Metadata-Version: 2.1
Name: mdod
Version: 3.0.6.1
Summary: Multi-Dimensional Outlier Detection (MDOD) using vector cosine similarity with added virtual dimension
Home-page: https://github.com/mddod/mdod
Author: Z Shen
Author-email: 626456708@qq.com
License: BSD 3-Clause License
Project-URL: Bug Tracker, https://github.com/mddod/mdod/issues
Project-URL: Documentation, https://mddod.github.io/
Project-URL: Source Code, https://github.com/mddod/mdod
Project-URL: Paper, https://doi.org/10.48550/arXiv.2601.00883
Keywords: outlier detection,anomaly detection,multi-dimensional data,cosine similarity,machine learning,data mining,unsupervised learning,scikit-learn,python,AI
Classifier: Development Status :: 5 - Production/Stable
Classifier: Intended Audience :: Developers
Classifier: Intended Audience :: Science/Research
Classifier: Topic :: Scientific/Engineering :: Artificial Intelligence
Classifier: Topic :: Scientific/Engineering :: Information Analysis
Classifier: License :: OSI Approved :: BSD License
Classifier: Operating System :: OS Independent
Classifier: Programming Language :: Python
Classifier: Programming Language :: Python :: 3
Classifier: Programming Language :: Python :: 3.7
Classifier: Programming Language :: Python :: 3.8
Classifier: Programming Language :: Python :: 3.9
Classifier: Programming Language :: Python :: 3.10
Classifier: Programming Language :: Python :: 3.11
Classifier: Programming Language :: Python :: 3.12
Requires-Python: >=3.7
Description-Content-Type: text/markdown
License-File: LICENSE.txt

# MDOD - Multi-Dimensional Outlier Detection

**MDOD** is a Python library for outlier detection in multi-dimensional data using vector cosine similarity with an added virtual dimension.

- v3.0.6.1 (High-Performance & Large-Scale) Features:
  Fully backward compatible with published API. 
  Supports >500k samples without OOM (batch + float32 + incremental). 
  Preserves high AUC by only down-sampling when absolutely necessary. 
  MemoryError auto-fallback (rarely triggered). 

- The **core algorithm** is based on the author's original academic paper:  
  *"Outlier Detection Using Vector Cosine Similarity by Adding a Dimension"*  
  DOI: [10.48550/arXiv.2601.00883](https://doi.org/10.48550/arXiv.2601.00883)

- The **code implementation** was developed by the author with significant optimization assistance from Grok (xAI).

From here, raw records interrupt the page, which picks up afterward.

//! # Infisical API Client
//!
//! Authenticated, retrying access to the Infisical REST API.
//!
//! - [`CredentialStore`] holds the static token or client credentials
//! - [`TokenAuthenticator`] keeps universal-auth access tokens fresh
//! - [`RequestExecutor`] sends requests with bearer auth and backoff
//! - [`classify_error`] maps failed responses onto [`GatewayError`](crate::errors::GatewayError)

pub mod authenticator;
pub mod classifier;
pub mod credentials;
pub mod executor;
pub mod request;

pub use authenticator::{LoginResponse, TokenAuthenticator, LOGIN_PATH};
pub use classifier::{classify_error, classify_response, UNPARSEABLE_ERROR_MESSAGE};
pub use credentials::{expiry_for, AuthStrategy, CredentialStore};
pub use executor::{RequestExecutor, RetryPolicy};
pub use request::ApiRequest;
//! Combines native secrets, imported secrets and folders of one path into a
//! single listing.

use tracing::debug;

use super::models::{FoldersResponse, Secret, SecretListing, SecretScope, SecretsResponse};
use crate::client::{ApiRequest, RequestExecutor};
use crate::errors::Result;

/// Secrets listing route
pub const SECRETS_PATH: &str = "/api/v3/secrets/raw";
/// Folders listing route
pub const FOLDERS_PATH: &str = "/api/v1/folders";

/// Native secrets in upstream order, followed by every import's secrets in
/// upstream order, each marked read-only. Keys are not de-duplicated.
pub fn merge_imports<I>(native: Vec<Secret>, imports: I) -> Vec<Secret>
where
    I: IntoIterator<Item = Vec<Secret>>,
{
    let mut merged = native;
    for imported in imports {
        merged.extend(imported.into_iter().map(Secret::into_readonly));
    }
    merged
}

pub(crate) fn list_secrets_request(scope: &SecretScope) -> ApiRequest {
    ApiRequest::get(SECRETS_PATH)
        .query("workspaceId", &scope.workspace_id)
        .query_opt("environment", scope.environment.as_deref())
        .query("include_imports", true)
        .query("secretPath", scope.path_or_root())
        .query("viewSecretValue", false)
}

pub(crate) fn list_folders_request(scope: &SecretScope) -> ApiRequest {
    ApiRequest::get(FOLDERS_PATH)
        .query("workspaceId", &scope.workspace_id)
        .query_opt("environment", scope.environment.as_deref())
        .query("include_imports", true)
        .query("path", scope.path_or_root())
}

/// Fetches and merges the listing for a [`SecretScope`]
pub struct ResourceAggregator<'a> {
    executor: &'a RequestExecutor,
}

impl<'a> ResourceAggregator<'a> {
    pub fn new(executor: &'a RequestExecutor) -> Self {
        Self { executor }
    }

    /// Secrets (native then imported) and folders at the scope's path.
    ///
    /// The two upstream calls run concurrently; either failing fails the whole
    /// listing.
    pub async fn get_secrets(&self, scope: &SecretScope) -> Result<SecretListing> {
        let secrets_request = list_secrets_request(scope);
        let folders_request = list_folders_request(scope);

        let (secrets, folders) = tokio::try_join!(
            self.executor.execute_json::<SecretsResponse>(&secrets_request),
            self.executor.execute_json::<FoldersResponse>(&folders_request),
        )?;

        for import in &secrets.imports {
            debug!(
                import_environment = ?import.environment,
                import_path = ?import.secret_path,
                count = import.secrets.len(),
                "Flattening imported secrets"
            );
        }

        let native: Vec<Secret> = secrets.secrets.into_iter().map(Secret::from).collect();
        let imports = secrets
            .imports
            .into_iter()
            .map(|import| import.secrets.into_iter().map(Secret::from).collect::<Vec<_>>());
        let merged = merge_imports(native, imports);

        debug!(
            secrets = merged.len(),
            folders = folders.folders.len(),
            "Aggregated secret listing"
        );

        Ok(SecretListing { secrets: merged, folders: folders.folders })
    }
}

This software is licensed under the **BSD 3-Clause License** - see the [LICENSE.txt](LICENSE.txt) file for details.

**Disclaimer**  
This library is provided "AS IS", WITHOUT ANY WARRANTY of any kind, express or implied, including but not limited to the warranties of merchantability, fitness for a particular purpose, and noninfringement. In no event shall the authors or copyright holders be liable for any claim, damages, or other liability, whether in an action of contract, tort, or otherwise, arising from, out of, or in connection with the software or the use or other dealings in the software.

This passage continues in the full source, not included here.